- Born: March 26, 1936 Wilhelmshaven, Germany
- Died: August 14, 2018 (aged 82) Göttingen, Germany
- Known for: Soft X-ray microscopy
- Spouse: Helga Schmahl
- Scientific career
- Fields: Physics
- Workplaces: University of Göttingen

= Günter Schmahl =

German physicist

Günter Schmahl (26 March 1936 – 14 August 2018) was a German physicist, professor at the University of Göttingen and a pioneer of X-ray microscopy.

The main focus of Schmahl's work, and his most important achievement, was the development of full-field soft X-ray microscopy. He was one of the first to recognize the potential of this method and to identify and follow the technological approach of using zone plates as lenses in such a microscope. Schmahl and his collaborators further developed the technique until it was ready for application in two- and three-dimensional imaging of biological samples.

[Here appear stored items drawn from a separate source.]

//! Presence hub - Entry Point
//!
//! Loads configuration, starts the Hub actor and the TCP listener, and
//! accepts connections.

use std::sync::Arc;

use tokio::net::TcpListener;
use tracing::info;
use tracing_subscriber::EnvFilter;

use presence_hub::{serve, ConnectionContext, Hub, MemoryStore, ServerConfig, SessionTable};

#[tokio::main]
async fn main() -> Result<(), Box<dyn std::error::Error>> {
    // Initialize logging with environment filter
    // Use RUST_LOG env var to control log level
    // e.g., RUST_LOG=debug or RUST_LOG=presence_hub=trace
    tracing_subscriber::fmt()
        .with_env_filter(
            EnvFilter::try_from_default_env()
                .unwrap_or_else(|_| EnvFilter::new("presence_hub=info")),
        )
        .init();

    // Environment, with the bind address optionally given on the command line
    let config = ServerConfig::from_env()?;

    let sessions = SessionTable::from_pairs(config.load_sessions()?);
    info!("Loaded {} sessions", sessions.len());

    // Start TCP listener
    let listener = TcpListener::bind(&config.addr).await?;
    info!("Presence hub listening on {}", config.addr);

    // Create Hub actor channel and start
    let (hub, actor) = Hub::channel(config.router_capacity);
    tokio::spawn(actor.run());

    info!("Hub actor started");

    let ctx = ConnectionContext::new(
        hub,
        Arc::new(MemoryStore::new()),
        Arc::new(sessions),
        &config,
    );

    // Connection accept loop
    serve(listener, ctx).await;

    Ok(())
}
//! Message store
//!
//! Persistence for chat messages. The hub saves every message here
//! before routing it and serves conversation history from it.

use async_trait::async_trait;
use tokio::sync::RwLock;

use crate::error::StoreError;
use crate::message::ChatMessage;
use crate::types::UserId;

/// Messages per history page
pub const HISTORY_PAGE_SIZE: usize = 10;

#[async_trait]
pub trait MessageStore: Send + Sync {
    /// Persist one message
    async fn save(&self, message: &ChatMessage) -> Result<(), StoreError>;

    /// Load messages exchanged between `a` and `b`, in either direction
    ///
    /// Skips the `offset` most recent messages, takes up to `limit` of the
    /// ones before them, and returns that page oldest first.
    async fn load(
        &self,
        a: &UserId,
        b: &UserId,
        limit: usize,
        offset: usize,
    ) -> Result<Vec<ChatMessage>, StoreError>;
}

/// In-memory message store, kept in receipt order
#[derive(Debug, Default)]
pub struct MemoryStore {
    messages: RwLock<Vec<ChatMessage>>,
}

impl MemoryStore {
    pub fn new() -> Self {
        Self::default()
    }

    /// Total number of stored messages
    pub async fn len(&self) -> usize {
        self.messages.read().await.len()
    }

    pub async fn is_empty(&self) -> bool {
        self.len().await == 0
    }
}

#[async_trait]
impl MessageStore for MemoryStore {
    async fn save(&self, message: &ChatMessage) -> Result<(), StoreError> {
        self.messages.write().await.push(message.clone());
        Ok(())
    }

    async fn load(
        &self,
        a: &UserId,
        b: &UserId,
        limit: usize,
        offset: usize,
    ) -> Result<Vec<ChatMessage>, StoreError> {
        let messages = self.messages.read().await;
        let mut page: Vec<ChatMessage> = messages
            .iter()
            .rev()
            .filter(|m| m.is_between(a, b))
            .skip(offset)
            .take(limit)
            .cloned()
            .collect();
        page.reverse();
        Ok(page)
    }
}

/// Load one history page of the conversation between `me` and `other`
pub async fn history_page(
    store: &dyn MessageStore,
    me: &UserId,
    other: &UserId,
    offset: usize,
) -> Result<Vec<ChatMessage>, StoreError> {
    store.load(me, other, HISTORY_PAGE_SIZE, offset).await
}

Schmahl founded the Institute for X-ray Physics at the University of Göttingen and headed it until his retirement in 2002. He was also one of the founders and the first organizer of the International Conference on X-Ray Microscopy, which has been held every three years since 1983 and biennially since 2008.

== Honors and awards ==

- 1985: Lower Saxony State Prize, category Science
- 1992: Röntgen Medal of the city of Remscheid
- 1995: Röntgen Award of the Department of Physics and Crystallography at the University of Würzburg
- Since 1996: Member of the Göttingen Academy of Sciences and Humanities
- 2005: Advanced Photon Source Compton Award, Argonne National Laboratory, Argonne, Illinois (together with Janos Kirz)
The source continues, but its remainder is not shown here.